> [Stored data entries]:
>>>

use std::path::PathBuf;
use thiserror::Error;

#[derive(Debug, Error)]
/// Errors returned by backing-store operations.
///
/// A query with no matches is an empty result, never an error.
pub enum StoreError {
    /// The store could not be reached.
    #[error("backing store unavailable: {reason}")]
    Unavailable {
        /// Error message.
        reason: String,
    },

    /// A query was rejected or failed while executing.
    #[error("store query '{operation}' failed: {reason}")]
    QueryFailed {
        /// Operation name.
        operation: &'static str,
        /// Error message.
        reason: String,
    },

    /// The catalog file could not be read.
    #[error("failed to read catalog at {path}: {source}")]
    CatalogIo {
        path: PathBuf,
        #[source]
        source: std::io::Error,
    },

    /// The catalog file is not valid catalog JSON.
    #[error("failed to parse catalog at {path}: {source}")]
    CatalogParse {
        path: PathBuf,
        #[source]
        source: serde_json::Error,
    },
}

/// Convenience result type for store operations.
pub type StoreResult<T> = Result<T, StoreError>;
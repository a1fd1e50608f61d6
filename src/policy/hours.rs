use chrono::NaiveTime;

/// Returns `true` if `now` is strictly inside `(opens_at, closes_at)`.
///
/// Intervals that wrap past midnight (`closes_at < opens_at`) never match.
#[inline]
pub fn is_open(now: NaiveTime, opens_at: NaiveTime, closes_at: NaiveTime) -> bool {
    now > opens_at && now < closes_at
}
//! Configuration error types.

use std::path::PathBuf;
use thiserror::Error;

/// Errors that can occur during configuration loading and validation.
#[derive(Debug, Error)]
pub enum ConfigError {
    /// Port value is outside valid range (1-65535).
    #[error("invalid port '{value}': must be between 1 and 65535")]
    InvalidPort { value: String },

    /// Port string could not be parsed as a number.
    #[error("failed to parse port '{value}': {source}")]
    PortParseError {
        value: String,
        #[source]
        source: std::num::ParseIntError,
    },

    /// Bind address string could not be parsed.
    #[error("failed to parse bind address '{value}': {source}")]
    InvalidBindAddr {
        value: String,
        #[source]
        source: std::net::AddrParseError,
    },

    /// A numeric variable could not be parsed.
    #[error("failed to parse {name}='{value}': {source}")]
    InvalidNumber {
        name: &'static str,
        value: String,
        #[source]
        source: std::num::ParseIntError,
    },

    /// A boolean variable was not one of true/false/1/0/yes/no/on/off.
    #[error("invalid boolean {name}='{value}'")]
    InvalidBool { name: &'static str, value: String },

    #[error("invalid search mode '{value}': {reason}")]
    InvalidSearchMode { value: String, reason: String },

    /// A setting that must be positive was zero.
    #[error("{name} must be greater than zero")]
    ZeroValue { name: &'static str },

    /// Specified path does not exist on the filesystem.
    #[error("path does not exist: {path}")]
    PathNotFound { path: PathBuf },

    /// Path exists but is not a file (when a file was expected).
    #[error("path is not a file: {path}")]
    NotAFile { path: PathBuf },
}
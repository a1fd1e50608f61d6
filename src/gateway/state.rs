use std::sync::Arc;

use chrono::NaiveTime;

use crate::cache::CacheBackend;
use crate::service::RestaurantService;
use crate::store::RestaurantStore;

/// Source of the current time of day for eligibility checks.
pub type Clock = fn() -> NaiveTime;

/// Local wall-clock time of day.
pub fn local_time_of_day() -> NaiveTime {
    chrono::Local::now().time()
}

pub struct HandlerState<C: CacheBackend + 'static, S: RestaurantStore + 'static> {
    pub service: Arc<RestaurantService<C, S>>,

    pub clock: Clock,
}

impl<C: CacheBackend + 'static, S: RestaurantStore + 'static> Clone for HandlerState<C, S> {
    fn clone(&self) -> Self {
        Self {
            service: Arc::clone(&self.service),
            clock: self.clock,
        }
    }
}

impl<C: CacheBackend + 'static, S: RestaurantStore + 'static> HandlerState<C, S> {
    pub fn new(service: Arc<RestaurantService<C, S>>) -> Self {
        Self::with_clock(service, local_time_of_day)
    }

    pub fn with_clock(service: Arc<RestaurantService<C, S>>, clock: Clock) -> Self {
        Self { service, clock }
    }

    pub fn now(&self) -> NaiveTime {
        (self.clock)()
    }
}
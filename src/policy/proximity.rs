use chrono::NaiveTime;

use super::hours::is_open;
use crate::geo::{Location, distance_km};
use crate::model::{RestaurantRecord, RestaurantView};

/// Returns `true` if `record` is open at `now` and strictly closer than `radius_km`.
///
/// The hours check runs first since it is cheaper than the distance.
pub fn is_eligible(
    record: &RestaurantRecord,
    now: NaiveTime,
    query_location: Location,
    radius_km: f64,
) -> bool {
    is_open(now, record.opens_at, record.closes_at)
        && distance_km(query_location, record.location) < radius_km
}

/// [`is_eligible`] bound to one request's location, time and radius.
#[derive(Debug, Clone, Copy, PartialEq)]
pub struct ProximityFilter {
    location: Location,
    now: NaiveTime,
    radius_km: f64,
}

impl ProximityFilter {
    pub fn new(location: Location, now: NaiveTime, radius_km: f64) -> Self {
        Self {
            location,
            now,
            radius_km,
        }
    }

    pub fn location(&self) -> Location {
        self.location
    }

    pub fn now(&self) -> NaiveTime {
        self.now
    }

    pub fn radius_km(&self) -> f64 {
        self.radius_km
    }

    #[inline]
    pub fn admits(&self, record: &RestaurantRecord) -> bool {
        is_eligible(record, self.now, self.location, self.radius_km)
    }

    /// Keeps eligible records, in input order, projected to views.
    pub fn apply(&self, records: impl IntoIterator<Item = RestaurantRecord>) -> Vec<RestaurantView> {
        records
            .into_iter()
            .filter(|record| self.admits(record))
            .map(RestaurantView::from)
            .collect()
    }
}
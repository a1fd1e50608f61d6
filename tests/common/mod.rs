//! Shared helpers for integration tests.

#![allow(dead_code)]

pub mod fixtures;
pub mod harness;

<<<

> [What to do]: Write out every record shown above, word for word.

> [Written reply]:
use std::path::PathBuf;
use thiserror::Error;

#[derive(Debug, Error)]
/// Errors returned by backing-store operations.
///
/// A query with no matches is an empty result, never an error.
pub enum StoreError {
    /// The store could not be reached.
    #[error("backing store unavailable: {reason}")]
    Unavailable {
        /// Error message.
        reason: String,
    },

    /// A query was rejected or failed while executing.
    #[error("store query '{operation}' failed: {reason}")]
    QueryFailed {
        /// Operation name.
        operation: &'static str,
        /// Error message.
        reason: String,
    },

    /// The catalog file could not be read.
    #[error("failed to read catalog at {path}: {source}")]
    CatalogIo {
        path: PathBuf,
        #[source]
        source: std::io::Error,
    },

    /// The catalog file is not valid catalog JSON.
    #[error("failed to parse catalog at {path}: {source}")]
    CatalogParse {
        path: PathBuf,
        #[source]
        source: serde_json::Error,
    },
}

/// Convenience result type for store operations.
pub type StoreResult<T> = Result<T, StoreError>;
repository a1fd1e50608f61d6
filename src/policy/hours.rs
use chrono::NaiveTime;

/// Returns `true` if `now` is strictly inside `(opens_at, closes_at)`.
///
/// Intervals that wrap past midnight (`closes_at < opens_at`) never match.
#[inline]
pub fn is_open(now: NaiveTime, opens_at: NaiveTime, closes_at: NaiveTime) -> bool {
    now > opens_at && now < closes_at
}
//! Configuration error types.

use std::path::PathBuf;
use thiserror::Error;

/// Errors that can occur during configuration loading and validation.
#[derive(Debug, Error)]
pub enum ConfigError {
    /// Port value is outside valid range (1-65535).
    #[error("invalid port '{value}': must be between 1 and 65535")]
    InvalidPort { value: String },

    /// Port string could not be parsed as a number.
    #[error("failed to parse port '{value}': {source}")]
    PortParseError {
        value: String,
        #[source]
        source: std::num::ParseIntError,
    },

    /// Bind address string could not be parsed.
    #[error("failed to parse bind address '{value}': {source}")]
    InvalidBindAddr {
        value: String,
        #[source]
        source: std::net::AddrParseError,
    },

    /// A numeric variable could not be parsed.
    #[error("failed to parse {name}='{value}': {source}")]
    InvalidNumber {
        name: &'static str,
        value: String,
        #[source]
        source: std::num::ParseIntError,
    },

    /// A boolean variable was not one of true/false/1/0/yes/no/on/off.
    #[error("invalid boolean {name}='{value}'")]
    InvalidBool { name: &'static str, value: String },

    #[error("invalid search mode '{value}': {reason}")]
    InvalidSearchMode { value: String, reason: String },

    /// A setting that must be positive was zero.
    #[error("{name} must be greater than zero")]
    ZeroValue { name: &'static str },

    /// Specified path does not exist on the filesystem.
    #[error("path does not exist: {path}")]
    PathNotFound { path: PathBuf },

    /// Path exists but is not a file (when a file was expected).
    #[error("path is not a file: {path}")]
    NotAFile { path: PathBuf },
}
repository a1fd1e50608f61d6
filename src/gateway/state.rs
use std::sync::Arc;

use chrono::NaiveTime;

use crate::cache::CacheBackend;
use crate::service::RestaurantService;
use crate::store::RestaurantStore;

/// Source of the current time of day for eligibility checks.
pub type Clock = fn() -> NaiveTime;

/// Local wall-clock time of day.
pub fn local_time_of_day() -> NaiveTime {
    chrono::Local::now().time()
}

pub struct HandlerState<C: CacheBackend + 'static, S: RestaurantStore + 'static> {
    pub service: Arc<RestaurantService<C, S>>,

    pub clock: Clock,
}

impl<C: CacheBackend + 'static, S: RestaurantStore + 'static> Clone for HandlerState<C, S> {
    fn clone(&self) -> Self {
        Self {
            service: Arc::clone(&self.service),
            clock: self.clock,
        }
    }
}

impl<C: CacheBackend + 'static, S: RestaurantStore + 'static> HandlerState<C, S> {
    pub fn new(service: Arc<RestaurantService<C, S>>) -> Self {
        Self::with_clock(service, local_time_of_day)
    }

    pub fn with_clock(service: Arc<RestaurantService<C, S>>, clock: Clock) -> Self {
        Self { service, clock }
    }

    pub fn now(&self) -> NaiveTime {
        (self.clock)()
    }
}
filename src/policy/proximity.rs
use chrono::NaiveTime;

use super::hours::is_open;
use crate::geo::{Location, distance_km};
use crate::model::{RestaurantRecord, RestaurantView};

/// Returns `true` if `record` is open at `now` and strictly closer than `radius_km`.
///
/// The hours check runs first since it is cheaper than the distance.
pub fn is_eligible(
    record: &RestaurantRecord,
    now: NaiveTime,
    query_location: Location,
    radius_km: f64,
) -> bool {
    is_open(now, record.opens_at, record.closes_at)
        && distance_km(query_location, record.location) < radius_km
}

/// [`is_eligible`] bound to one request's location, time and radius.
#[derive(Debug, Clone, Copy, PartialEq)]
pub struct ProximityFilter {
    location: Location,
    now: NaiveTime,
    radius_km: f64,
}

impl ProximityFilter {
    pub fn new(location: Location, now: NaiveTime, radius_km: f64) -> Self {
        Self {
            location,
            now,
            radius_km,
        }
    }

    pub fn location(&self) -> Location {
        self.location
    }

    pub fn now(&self) -> NaiveTime {
        self.now
    }

    pub fn radius_km(&self) -> f64 {
        self.radius_km
    }

    #[inline]
    pub fn admits(&self, record: &RestaurantRecord) -> bool {
        is_eligible(record, self.now, self.location, self.radius_km)
    }

    /// Keeps eligible records, in input order, projected to views.
    pub fn apply(&self, records: impl IntoIterator<Item = RestaurantRecord>) -> Vec<RestaurantView> {
        records
            .into_iter()
            .filter(|record| self.admits(record))
            .map(RestaurantView::from)
            .collect()
    }
}
repository a1fd1e50608f61d6
filename tests/common/mod.rs
//! Shared helpers for integration tests.

#![allow(dead_code)]

pub mod fixtures;
pub mod harness;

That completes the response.